*** Opening MATERIALS PROVIDED ***

impl<'a> ValueDeserializer<'a> {
    pub(crate) fn new(value: &'a Value, reflector: &'a Reflector, path: Path) -> Self {
        Self {
            value,
            reflector,
            path,
        }
    }

    /// Null that should read as the target's zero value
    fn zero_null(&self) -> bool {
        self.value.is_null() && self.reflector.nil_is_zero()
    }

    fn unexpected(&self) -> Unexpected<'_> {
        match self.value {
            Value::Null => Unexpected::Unit,
            Value::Boolean(b) => Unexpected::Bool(*b),
            Value::Integer(i) => Unexpected::Signed(*i),
            Value::UnsignedInteger(u) => Unexpected::Unsigned(*u),
            Value::Float(f) => Unexpected::Float(*f),
            Value::String(s) => Unexpected::Str(s),
            Value::Bytes(b) => Unexpected::Bytes(b),
            Value::Timestamp(_) => Unexpected::Other("timestamp"),
            Value::List(_) => Unexpected::Seq,
            Value::Map(_) | Value::StringMap(_) => Unexpected::Map,
            Value::Host(_) => Unexpected::Other("host value"),
        }
    }

    fn invalid_type(&self, expected: &dyn de::Expected) -> ArdError {
        if let Value::Host(_) = self.value {
            return self.host_error();
        }
        ArdError::reflect_at(
            &self.path,
            format!("invalid type: {}, expected {expected}", self.unexpected()),
        )
    }

    fn host_error(&self) -> ArdError {
        ArdError::reflect_at(
            &self.path,
            "host value must be reflected before packing; use ops::valid_copy",
        )
    }

    fn visit_map<V>(self, visitor: V) -> ArdResult<V::Value>
    where
        V: Visitor<'a>,
    {
        let path = self.path.clone();
        let value = self.value;
        let result = match value {
            Value::Map(map) => visitor.visit_map(MapDeserializer::new(
                map.iter().map(|(k, v)| (Key::Value(k), v)),
                self.reflector,
                self.path,
            )),
            Value::StringMap(map) => visitor.visit_map(MapDeserializer::new(
                map.iter().map(|(k, v)| (Key::Str(k), v)),
                self.reflector,
                self.path,
            )),
            _ => visitor.visit_map(MapDeserializer::new(
                std::iter::empty(),
                self.reflector,
                self.path,
            )),
        };
        result.map_err(|e| e.at(&path))
    }

    fn visit_list<V>(self, visitor: V) -> ArdResult<V::Value>
    where
        V: Visitor<'a>,
    {
        let path = self.path.clone();
        let value = self.value;
        let result = match value {
            Value::List(list) => visitor.visit_seq(ListDeserializer {
                iter: list.iter().enumerate(),
                reflector: self.reflector,
                path: self.path,
            }),
            Value::Bytes(bytes) => {
                let mut seq = SeqDeserializer::<_, ArdError>::new(bytes.iter().copied());
                let out = visitor.visit_seq(&mut seq)?;
                seq.end()?;
                Ok(out)
            }
            _ => visitor.visit_seq(SeqDeserializer::<_, ArdError>::new(std::iter::empty::<u8>())),
        };
        result.map_err(|e| e.at(&path))
    }

    fn signed<V>(self, visitor: V) -> ArdResult<V::Value>
    where
        V: Visitor<'a>,
    {
        let path = self.path.clone();
        let value = self.value;
        let result = match value {
            Value::Integer(i) => visitor.visit_i64(*i),
            Value::UnsignedInteger(u) => visitor.visit_u64(*u),
            Value::Float(f) => match truncate_signed(*f) {
                Some(i) => visitor.visit_i64(i),
                None => Err(ArdError::reflect(format!("float {f} out of integer range"))),
            },
            _ if self.zero_null() => visitor.visit_i64(0),
            _ => Err(self.invalid_type(&visitor)),
        };
        result.map_err(|e| e.at(&path))
    }

    fn unsigned<V>(self, visitor: V) -> ArdResult<V::Value>
    where
        V: Visitor<'a>,
    {
        let path = self.path.clone();
        let value = self.value;
        let result = match value {
            Value::Integer(i) => visitor.visit_i64(*i),
            Value::UnsignedInteger(u) => visitor.visit_u64(*u),
            Value::Float(f) => match truncate_unsigned(*f) {
                Some(u) => visitor.visit_u64(u),
                None => Err(ArdError::reflect(format!(
                    "float {f} out of unsigned integer range"
                ))),
            },
            _ if self.zero_null() => visitor.visit_u64(0),
            _ => Err(self.invalid_type(&visitor)),
        };
        result.map_err(|e| e.at(&path))
    }

    fn float<V>(self, visitor: V) -> ArdResult<V::Value>
    where
        V: Visitor<'a>,
    {
        let path = self.path.clone();
        let value = self.value;
        #[allow(clippy::cast_precision_loss)]
        let result = match value {
            Value::Float(f) => visitor.visit_f64(*f),
            Value::Integer(i) => visitor.visit_f64(*i as f64),
            Value::UnsignedInteger(u) => visitor.visit_f64(*u as f64),
            _ if self.zero_null() => visitor.visit_f64(0.0),
            _ => Err(self.invalid_type(&visitor)),
        };
        result.map_err(|e| e.at(&path))
    }

    fn string<V>(self, visitor: V) -> ArdResult<V::Value>
    where
        V: Visitor<'a>,
    {
        let path = self.path.clone();
        let value = self.value;
        let result = match value {
            Value::String(s) => visitor.visit_borrowed_str(s),
            Value::Timestamp(t) => visitor.visit_string(format_timestamp(t)),
            _ if self.zero_null() => visitor.visit_borrowed_str(""),
            _ => Err(self.invalid_type(&visitor)),
        };
        result.map_err(|e| e.at(&path))
    }

    fn byte_buf<V>(self, visitor: V) -> ArdResult<V::Value>
    where
        V: Visitor<'a>,
    {
        let path = self.path.clone();
        let value = self.value;
        let result = match value {
            Value::Bytes(b) => visitor.visit_borrowed_bytes(b),
            Value::List(_) => return self.visit_list(visitor),
            Value::Null => visitor.visit_borrowed_bytes(&[]),
            _ => Err(self.invalid_type(&visitor)),
        };
        result.map_err(|e| e.at(&path))
    }
}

*** Closing MATERIALS PROVIDED ***

If a line in the material above holds the word "None", count it, then give the total as a bare number.

ANSWER AREA |
2